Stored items
========================================================================

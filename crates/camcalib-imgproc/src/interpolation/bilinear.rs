use camcalib_image::Image;

/// Kernel for bilinear interpolation
///
/// Neighbours outside the image contribute zero.
pub(crate) fn bilinear_interpolation<const C: usize>(
    image: &Image<f32, C>,
    u: f32,
    v: f32,
) -> [f32; C] {
    let mut pixel = [0.0; C];
    if !u.is_finite() || !v.is_finite() {
        return pixel;
    }

    let (cols, rows) = (image.cols() as i64, image.rows() as i64);

    let (u0, v0) = (u.floor(), v.floor());
    let (frac_u, frac_v) = (u - u0, v - v0);
    let (iu0, iv0) = (u0 as i64, v0 as i64);

    let data = image.as_slice();
    let neighbours = [
        (iu0, iv0, (1.0 - frac_u) * (1.0 - frac_v)),
        (iu0 + 1, iv0, frac_u * (1.0 - frac_v)),
        (iu0, iv0 + 1, (1.0 - frac_u) * frac_v),
        (iu0 + 1, iv0 + 1, frac_u * frac_v),
    ];

    for (iu, iv, w) in neighbours {
        if iu < 0 || iv < 0 || iu >= cols || iv >= rows || w == 0.0 {
            continue;
        }
        let base = (iv as usize * cols as usize + iu as usize) * C;
        for (k, p) in pixel.iter_mut().enumerate() {
            *p += data[base + k] * w;
        }
    }

    pixel
}

#[cfg(test)]
mod tests {
    use camcalib_image::{Image, ImageError, ImageSize};

    #[test]
    fn test_bilinear_inside_and_outside() -> Result<(), ImageError> {
        let image = Image::<f32, 1>::new(
            ImageSize {
                width: 2,
                height: 2,
            },
            vec![0.0, 10.0, 20.0, 30.0],
        )?;

        assert_eq!(super::bilinear_interpolation(&image, 0.5, 0.5), [15.0]);
        assert_eq!(super::bilinear_interpolation(&image, 1.0, 1.0), [30.0]);
        // half of the footprint falls outside the image
        assert_eq!(super::bilinear_interpolation(&image, 1.5, 0.0), [5.0]);
        assert_eq!(super::bilinear_interpolation(&image, -5.0, 0.0), [0.0]);

        Ok(())
    }
}
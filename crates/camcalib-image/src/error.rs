/// An error type for the image module.
#[derive(thiserror::Error, Debug, PartialEq)]
pub enum ImageError {
    /// Error when channel and shape are not valid.
    #[error("Data length ({0}) does not match the image size ({1})")]
    InvalidChannelShape(usize, usize),

    /// Error when two images are expected to share the same size.
    #[error("Image size mismatch ({0}x{1}) vs ({2}x{3})")]
    InvalidImageSize(usize, usize, usize, usize),

    /// Error when the pixel coordinates are out of bounds.
    #[error("Pixel coordinates ({0}, {1}) are out of bounds ({2}, {3})")]
    PixelIndexOutOfBounds(usize, usize, usize, usize),

    /// Error when the channel index is out of bounds.
    #[error("Channel index ({0}) is out of bounds ({1})")]
    ChannelIndexOutOfBounds(usize, usize),

    /// Error when a crop region falls outside of the image.
    #[error("Crop region ({0}, {1}, {2}x{3}) exceeds the image bounds")]
    InvalidCropRegion(usize, usize, usize, usize),

    /// Error when the pixel data cannot be cast.
    #[error("Failed to cast image data")]
    CastError,
}
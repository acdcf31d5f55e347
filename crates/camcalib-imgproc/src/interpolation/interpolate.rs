use super::bilinear::bilinear_interpolation;
use camcalib_image::Image;

/// Interpolation mode for the remap operation
#[derive(Debug, Clone, Copy, PartialEq, Eq)]
pub enum InterpolationMode {
    /// Bilinear interpolation
    Bilinear,
}

/// Kernel for interpolating a pixel value
///
/// # Arguments
///
/// * `image` - The input image container with shape (height, width, C).
/// * `u` - The x coordinate of the pixel to interpolate.
/// * `v` - The y coordinate of the pixel to interpolate.
/// * `interpolation` - The interpolation mode to use.
///
/// # Returns
///
/// The interpolated pixel values, zero where the sample falls outside the image.
pub fn interpolate_pixel<const C: usize>(
    image: &Image<f32, C>,
    u: f32,
    v: f32,
    interpolation: InterpolationMode,
) -> [f32; C] {
    match interpolation {
        InterpolationMode::Bilinear => bilinear_interpolation(image, u, v),
    }
}
use crate::calibration::distortion::{generate_correction_map_polynomial, PolynomialDistortion};
use crate::calibration::CameraIntrinsic;
use crate::interpolation::{remap, InterpolationMode};
use camcalib_image::{Image, ImageError};

/// Remove the lens distortion of an image.
///
/// The destination image is rendered with `new_intrinsic`; its size selects the size of
/// the undistorted image. Destination pixels whose source falls outside `src` are black.
///
/// # Arguments
///
/// * `src` - The distorted image with shape (H, W, C).
/// * `dst` - The undistorted image with shape (H', W', C).
/// * `intrinsic` - The intrinsic parameters of the camera that captured `src`.
/// * `new_intrinsic` - The intrinsic parameters of the undistorted image.
/// * `distortion` - The distortion parameters of the camera.
pub fn undistort_image<const C: usize>(
    src: &Image<f32, C>,
    dst: &mut Image<f32, C>,
    intrinsic: &CameraIntrinsic,
    new_intrinsic: &CameraIntrinsic,
    distortion: &PolynomialDistortion,
) -> Result<(), ImageError> {
    let (map_x, map_y) =
        generate_correction_map_polynomial(intrinsic, new_intrinsic, distortion, &dst.size())?;

    remap(src, dst, &map_x, &map_y, InterpolationMode::Bilinear)
}
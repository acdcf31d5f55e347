use crate::draw::{draw_circle, draw_line};
use camcalib_image::Image;

const CORNER_RADIUS: i64 = 4;
const MISSED_COLOR: [u8; 3] = [255, 0, 0];
const ROW_COLORS: [[u8; 3]; 7] = [
    [255, 0, 0],
    [255, 128, 0],
    [200, 200, 0],
    [0, 255, 0],
    [0, 200, 200],
    [0, 0, 255],
    [255, 0, 255],
];

fn to_pixel(p: &[f32; 2]) -> (i64, i64) {
    (p[0].round() as i64, p[1].round() as i64)
}

/// Overlay chessboard corners on an image.
///
/// When the pattern was found each corner is drawn as a circle coloured by its row and
/// consecutive corners are joined by lines. Otherwise every corner is drawn as a red
/// circle with a cross.
///
/// # Arguments
///
/// * `img` - The image to draw on.
/// * `pattern_size` - The number of internal corners `(width, height)`.
/// * `corners` - The corners to draw, row-major when `found`.
/// * `found` - Whether the corners form the complete pattern.
pub fn draw_chessboard_corners(
    img: &mut Image<u8, 3>,
    pattern_size: (usize, usize),
    corners: &[[f32; 2]],
    found: bool,
) {
    if !found || pattern_size.0 == 0 {
        let r = CORNER_RADIUS;
        for (x, y) in corners.iter().map(to_pixel) {
            draw_line(img, (x - r, y - r), (x + r, y + r), MISSED_COLOR, 1);
            draw_line(img, (x - r, y + r), (x + r, y - r), MISSED_COLOR, 1);
            draw_circle(img, (x, y), r, MISSED_COLOR, 1);
        }
        return;
    }

    let mut prev: Option<(i64, i64)> = None;
    for (i, corner) in corners.iter().enumerate() {
        let color = ROW_COLORS[(i / pattern_size.0) % ROW_COLORS.len()];
        let p = to_pixel(corner);
        if let Some(prev) = prev {
            draw_line(img, prev, p, color, 1);
        }
        draw_circle(img, p, CORNER_RADIUS, color, 1);
        prev = Some(p);
    }
}

#[cfg(test)]
mod tests {
    use super::*;
    use camcalib_image::ImageError;

    #[test]
    fn test_draw_found_rows() -> Result<(), ImageError> {
        let mut img = Image::<u8, 3>::from_size_val([40, 40].into(), 0)?;
        let corners = [[10.0, 10.0], [30.0, 10.0], [10.0, 30.0], [30.0, 30.0]];
        draw_chessboard_corners(&mut img, (2, 2), &corners, true);

        // first row red, second row orange, both on the circle at radius 4
        assert_eq!(img.get([10, 14, 0]), Some(&255));
        assert_eq!(img.get([10, 14, 1]), Some(&0));
        assert_eq!(img.get([30, 34, 1]), Some(&128));
        // line between the two corners of the first row
        assert_eq!(img.get([10, 20, 0]), Some(&255));

        Ok(())
    }

    #[test]
    fn test_draw_not_found_cross() -> Result<(), ImageError> {
        let mut img = Image::<u8, 3>::from_size_val([20, 20].into(), 0)?;
        draw_chessboard_corners(&mut img, (7, 5), &[[10.0, 10.0]], false);

        assert_eq!(img.get([10, 10, 0]), Some(&255));
        assert_eq!(img.get([12, 12, 0]), Some(&255));
        assert_eq!(img.get([12, 12, 2]), Some(&0));
        assert_eq!(img.get([0, 0, 0]), Some(&0));

        Ok(())
    }
}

========================================================================

Each line from the top of the entries above through the line containing "1.5, 0.0), [5.0]);" must be transcribed exactly, and no other line may appear.

RESULT OF THIS EXERCISE -
filename crates/camcalib-imgproc/src/interpolation/bilinear.rs
use camcalib_image::Image;

/// Kernel for bilinear interpolation
///
/// Neighbours outside the image contribute zero.
pub(crate) fn bilinear_interpolation<const C: usize>(
    image: &Image<f32, C>,
    u: f32,
    v: f32,
) -> [f32; C] {
    let mut pixel = [0.0; C];
    if !u.is_finite() || !v.is_finite() {
        return pixel;
    }

    let (cols, rows) = (image.cols() as i64, image.rows() as i64);

    let (u0, v0) = (u.floor(), v.floor());
    let (frac_u, frac_v) = (u - u0, v - v0);
    let (iu0, iv0) = (u0 as i64, v0 as i64);

    let data = image.as_slice();
    let neighbours = [
        (iu0, iv0, (1.0 - frac_u) * (1.0 - frac_v)),
        (iu0 + 1, iv0, frac_u * (1.0 - frac_v)),
        (iu0, iv0 + 1, (1.0 - frac_u) * frac_v),
        (iu0 + 1, iv0 + 1, frac_u * frac_v),
    ];

    for (iu, iv, w) in neighbours {
        if iu < 0 || iv < 0 || iu >= cols || iv >= rows || w == 0.0 {
            continue;
        }
        let base = (iv as usize * cols as usize + iu as usize) * C;
        for (k, p) in pixel.iter_mut().enumerate() {
            *p += data[base + k] * w;
        }
    }

    pixel
}

#[cfg(test)]
mod tests {
    use camcalib_image::{Image, ImageError, ImageSize};

    #[test]
    fn test_bilinear_inside_and_outside() -> Result<(), ImageError> {
        let image = Image::<f32, 1>::new(
            ImageSize {
                width: 2,
                height: 2,
            },
            vec![0.0, 10.0, 20.0, 30.0],
        )?;

        assert_eq!(super::bilinear_interpolation(&image, 0.5, 0.5), [15.0]);
        assert_eq!(super::bilinear_interpolation(&image, 1.0, 1.0), [30.0]);
        // half of the footprint falls outside the image
        assert_eq!(super::bilinear_interpolation(&image, 1.5, 0.0), [5.0]);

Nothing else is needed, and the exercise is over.